What you don't understand is that this Country,the USA, was built by Europeans with European Civilization and values.
It was meant to be a White Country with a White Culture.
Any group which is presently here with the exception of the native red-skins and those of African-slave descent are here because of the generosity of White America.
None of these people has any rights to claim anything other than obey,comply and live within our established civilization.
Spanics are not fit to live within our civilization as they have developed over centuries a way of life which is incompatible with ours and this is the basis of our rejection of you.
Whether you are Spanish-speaking White, mestizo, or "indian" you are a dark mark to our civilized life and traditions.
Additionally Spanics are not LATINOS as you imply.
The LATINOS are the ITALIANS. Italy is the birthplace of the Latin Language, organized Christianity,the rule of Roman Laws and basically with Greece, the founder of western civilization.

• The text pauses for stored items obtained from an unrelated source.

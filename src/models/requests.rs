use serde::Deserialize;
use validator::Validate;

use crate::models::domain::{Attributes, FruitKind};
use crate::models::preferences::Preferences;

/// Request to store a fruit
#[derive(Debug, Clone, Deserialize, Validate)]
#[serde(rename_all = "camelCase", deny_unknown_fields)]
pub struct CreateFruitRequest {
    #[serde(default)]
    pub attributes: Attributes,
    #[serde(default)]
    pub preferences: Preferences,
}

/// Request to rank an unsaved fruit against the stored pool
#[derive(Debug, Clone, Deserialize, Validate)]
#[serde(rename_all = "camelCase", deny_unknown_fields)]
pub struct FindMatchesRequest {
    pub kind: FruitKind,
    #[serde(default)]
    pub attributes: Attributes,
    #[serde(default)]
    pub preferences: Preferences,
    #[validate(range(min = 1))]
    pub limit: Option<u8>,
}

/// Optional body of the incoming-fruit endpoint
#[derive(Debug, Clone, Default, Deserialize, Validate)]
#[serde(rename_all = "camelCase", deny_unknown_fields)]
pub struct IncomingFruitRequest {
    #[validate(range(min = 1))]
    pub limit: Option<u8>,
}
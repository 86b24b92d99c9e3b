use serde::Serialize;
use std::collections::BTreeMap;

use crate::models::{AttributeName, Conversation, FruitKind, FruitRecord};

/// Score a top match must reach for its conversation to count as a hit
pub const TOP_MATCH_THRESHOLD: u8 = 70;

const BUCKETS: [(u8, u8); 5] = [(0, 20), (21, 40), (41, 60), (61, 80), (81, 100)];

/// One histogram bar
#[derive(Debug, Clone, PartialEq, Eq, Serialize)]
pub struct ScoreBucket {
    pub range: String,
    pub count: usize,
}

/// Mean directional scores for one kind of incoming fruit
#[derive(Debug, Clone, PartialEq, Eq, Serialize)]
#[serde(rename_all = "camelCase")]
pub struct SatisfactionGap {
    pub kind: FruitKind,
    pub your_score: u8,
    pub their_score: u8,
}

/// Headline numbers over the conversation history. `None` until a match exists.
#[derive(Debug, Clone, PartialEq, Eq, Serialize)]
#[serde(rename_all = "camelCase")]
pub struct Overview {
    pub average_score: Option<u8>,
    pub average_gap: Option<u8>,
    pub top_match_rate: Option<u8>,
    pub conversations: usize,
}

#[derive(Debug, Clone, PartialEq, Serialize)]
#[serde(rename_all = "camelCase")]
pub struct Dashboard {
    pub total_apples: usize,
    pub total_oranges: usize,
    pub overview: Overview,
    pub histogram: Vec<ScoreBucket>,
    pub satisfaction_gap: Vec<SatisfactionGap>,
    pub preference_coverage: BTreeMap<AttributeName, f64>,
    pub dealbreaker_rates: BTreeMap<AttributeName, f64>,
}

/// Count scores per fixed bucket; every score in 0-100 lands in exactly one
pub fn bucket_scores<I>(scores: I) -> Vec<ScoreBucket>
where
    I: IntoIterator<Item = u8>,
{
    let mut counts = [0usize; BUCKETS.len()];
    for score in scores {
        if let Some(index) = BUCKETS
            .iter()
            .position(|(min, max)| score >= *min && score <= *max)
        {
            counts[index] += 1;
        }
    }

    BUCKETS
        .iter()
        .zip(counts)
        .map(|((min, max), count)| ScoreBucket {
            range: format!("{}-{}", min, max),
            count,
        })
        .collect()
}

fn rounded_mean(sum: u64, count: u64) -> u8 {
    if count == 0 {
        0
    } else {
        (sum as f64 / count as f64).round() as u8
    }
}

/// Mean our-score and their-score per incoming kind, 0 when a kind has no matches
pub fn satisfaction_gap(history: &[Conversation]) -> Vec<SatisfactionGap> {
    FruitKind::ALL
        .iter()
        .map(|kind| {
            let (ours, theirs, count) = history
                .iter()
                .filter(|conversation| conversation.kind == *kind)
                .flat_map(|conversation| conversation.matches.iter())
                .fold((0u64, 0u64, 0u64), |(ours, theirs, count), outcome| {
                    (
                        ours + outcome.our_score as u64,
                        theirs + outcome.their_score as u64,
                        count + 1,
                    )
                });

            SatisfactionGap {
                kind: *kind,
                your_score: rounded_mean(ours, count),
                their_score: rounded_mean(theirs, count),
            }
        })
        .collect()
}

/// Fraction of the pool declaring each attribute. An empty pool counts as one.
pub fn preference_coverage(pool: &[FruitRecord]) -> BTreeMap<AttributeName, f64> {
    let total = pool.len().max(1) as f64;

    AttributeName::ALL
        .iter()
        .map(|attribute| {
            let declared = pool
                .iter()
                .filter(|record| record.preferences.contains(*attribute))
                .count();
            (*attribute, declared as f64 / total)
        })
        .collect()
}

/// Fraction of the pool declaring each boolean attribute; attributes nobody
/// declares are left out
pub fn dealbreaker_rates(pool: &[FruitRecord]) -> BTreeMap<AttributeName, f64> {
    let total = pool.len().max(1) as f64;

    AttributeName::BOOLEANS
        .iter()
        .filter_map(|attribute| {
            let declared = pool
                .iter()
                .filter(|record| record.preferences.contains(*attribute))
                .count();
            (declared > 0).then(|| (*attribute, declared as f64 / total))
        })
        .collect()
}

pub fn overview(history: &[Conversation]) -> Overview {
    let outcomes: Vec<_> = history.iter().flat_map(|c| c.matches.iter()).collect();

    if outcomes.is_empty() {
        return Overview {
            average_score: None,
            average_gap: None,
            top_match_rate: None,
            conversations: history.len(),
        };
    }

    let count = outcomes.len() as u64;
    let score_sum: u64 = outcomes.iter().map(|o| o.score as u64).sum();
    let gap_sum: u64 = outcomes
        .iter()
        .map(|o| o.our_score.abs_diff(o.their_score) as u64)
        .sum();
    let top_hits = history
        .iter()
        .filter(|c| c.matches.first().is_some_and(|top| top.score >= TOP_MATCH_THRESHOLD))
        .count();

    Overview {
        average_score: Some(rounded_mean(score_sum, count)),
        average_gap: Some(rounded_mean(gap_sum, count)),
        top_match_rate: Some(rounded_mean(top_hits as u64 * 100, history.len() as u64)),
        conversations: history.len(),
    }
}

/// Assemble every dashboard statistic from the stored pools and history
pub fn build_dashboard(
    apples: &[FruitRecord],
    oranges: &[FruitRecord],
    history: &[Conversation],
) -> Dashboard {
    let pool: Vec<FruitRecord> = apples.iter().chain(oranges.iter()).cloned().collect();
    let scores = history
        .iter()
        .flat_map(|c| c.matches.iter().map(|outcome| outcome.score));

    Dashboard {
        total_apples: apples.len(),
        total_oranges: oranges.len(),
        overview: overview(history),
        histogram: bucket_scores(scores),
        satisfaction_gap: satisfaction_gap(history),
        preference_coverage: preference_coverage(&pool),
        dealbreaker_rates: dealbreaker_rates(&pool),
    }
}
use serde::{Deserialize, Serialize};
use std::fmt;

/// Names of the seven scored attributes.
///
/// Variants are declared in canonical scoring order, so the derived `Ord`
/// (and therefore any `BTreeMap` keyed by this type) iterates
/// size, weight, hasStem, hasLeaf, hasWorm, shineFactor, hasChemicals.
#[derive(Debug, Clone, Copy, PartialEq, Eq, PartialOrd, Ord, Hash, Serialize, Deserialize)]
#[serde(rename_all = "camelCase")]
pub enum AttributeName {
    Size,
    Weight,
    HasStem,
    HasLeaf,
    HasWorm,
    ShineFactor,
    HasChemicals,
}

impl AttributeName {
    pub const COUNT: usize = 7;

    pub const ALL: [AttributeName; Self::COUNT] = [
        AttributeName::Size,
        AttributeName::Weight,
        AttributeName::HasStem,
        AttributeName::HasLeaf,
        AttributeName::HasWorm,
        AttributeName::ShineFactor,
        AttributeName::HasChemicals,
    ];

    pub const BOOLEANS: [AttributeName; 4] = [
        AttributeName::HasStem,
        AttributeName::HasLeaf,
        AttributeName::HasWorm,
        AttributeName::HasChemicals,
    ];

    pub fn as_str(&self) -> &'static str {
        match self {
            AttributeName::Size => "size",
            AttributeName::Weight => "weight",
            AttributeName::HasStem => "hasStem",
            AttributeName::HasLeaf => "hasLeaf",
            AttributeName::HasWorm => "hasWorm",
            AttributeName::ShineFactor => "shineFactor",
            AttributeName::HasChemicals => "hasChemicals",
        }
    }

    /// Which scoring rule family the attribute belongs to
    pub fn kind(&self) -> AttributeKind {
        match self {
            AttributeName::Size | AttributeName::Weight => AttributeKind::Range,
            AttributeName::ShineFactor => AttributeKind::Ordinal,
            AttributeName::HasStem
            | AttributeName::HasLeaf
            | AttributeName::HasWorm
            | AttributeName::HasChemicals => AttributeKind::Boolean,
        }
    }

    /// Position in canonical order, used to index fixed-size tables
    #[inline]
    pub(crate) fn index(self) -> usize {
        self as usize
    }
}

impl fmt::Display for AttributeName {
    fn fmt(&self, f: &mut fmt::Formatter<'_>) -> fmt::Result {
        f.write_str(self.as_str())
    }
}

#[derive(Debug, Clone, Copy, PartialEq, Eq, Serialize, Deserialize)]
#[serde(rename_all = "lowercase")]
pub enum AttributeKind {
    Range,
    Ordinal,
    Boolean,
}

/// Four-step shine scale, dullest first
#[derive(Debug, Clone, Copy, PartialEq, Eq, Hash, Serialize, Deserialize)]
#[serde(rename_all = "camelCase")]
pub enum ShineFactor {
    Dull,
    Neutral,
    Shiny,
    ExtraShiny,
}

impl ShineFactor {
    pub const ALL: [ShineFactor; 4] = [
        ShineFactor::Dull,
        ShineFactor::Neutral,
        ShineFactor::Shiny,
        ShineFactor::ExtraShiny,
    ];

    pub fn as_str(&self) -> &'static str {
        match self {
            ShineFactor::Dull => "dull",
            ShineFactor::Neutral => "neutral",
            ShineFactor::Shiny => "shiny",
            ShineFactor::ExtraShiny => "extraShiny",
        }
    }
}

impl fmt::Display for ShineFactor {
    fn fmt(&self, f: &mut fmt::Formatter<'_>) -> fmt::Result {
        f.write_str(self.as_str())
    }
}

/// A single known attribute value, tagged by kind
#[derive(Debug, Clone, Copy, PartialEq)]
pub enum AttributeValue {
    Number(f64),
    Flag(bool),
    Shine(ShineFactor),
}

#[cfg(test)]
mod tests {
    use super::*;

    #[test]
    fn test_canonical_order_matches_ord() {
        let mut sorted = AttributeName::ALL;
        sorted.sort();
        assert_eq!(sorted, AttributeName::ALL);

        for (i, name) in AttributeName::ALL.iter().enumerate() {
            assert_eq!(name.index(), i);
        }
    }

    #[test]
    fn test_attribute_names_serialize_camel_case() {
        assert_eq!(serde_json::to_string(&AttributeName::HasChemicals).unwrap(), "\"hasChemicals\"");
        assert_eq!(serde_json::to_string(&ShineFactor::ExtraShiny).unwrap(), "\"extraShiny\"");
        assert_eq!(AttributeName::ShineFactor.to_string(), "shineFactor");
    }

    #[test]
    fn test_attribute_kinds() {
        assert_eq!(AttributeName::Size.kind(), AttributeKind::Range);
        assert_eq!(AttributeName::ShineFactor.kind(), AttributeKind::Ordinal);
        for name in AttributeName::BOOLEANS {
            assert_eq!(name.kind(), AttributeKind::Boolean);
        }
    }
}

You need to study Roman History.
By extension other European people could claim some Latin heritage through the long Roman/Italian colonization of their territories. They are: France, Romania, Spain and Portugal.
Amerique Latine doesn't mean Latino/a . It means just that Amerique Latine or America Latina or Latin America. It cannot be translated into LATINO.
Amerique Latine , as the French called those territories south of the USA, doesn't really exist anymore. It ceased to exist 200 years ago.
Anyone other than the real Latin/Latinos/Latinas/ above mentioned claiming to be Latino is insulting the great language and culture of millions of Italians and at the same time is twisting history.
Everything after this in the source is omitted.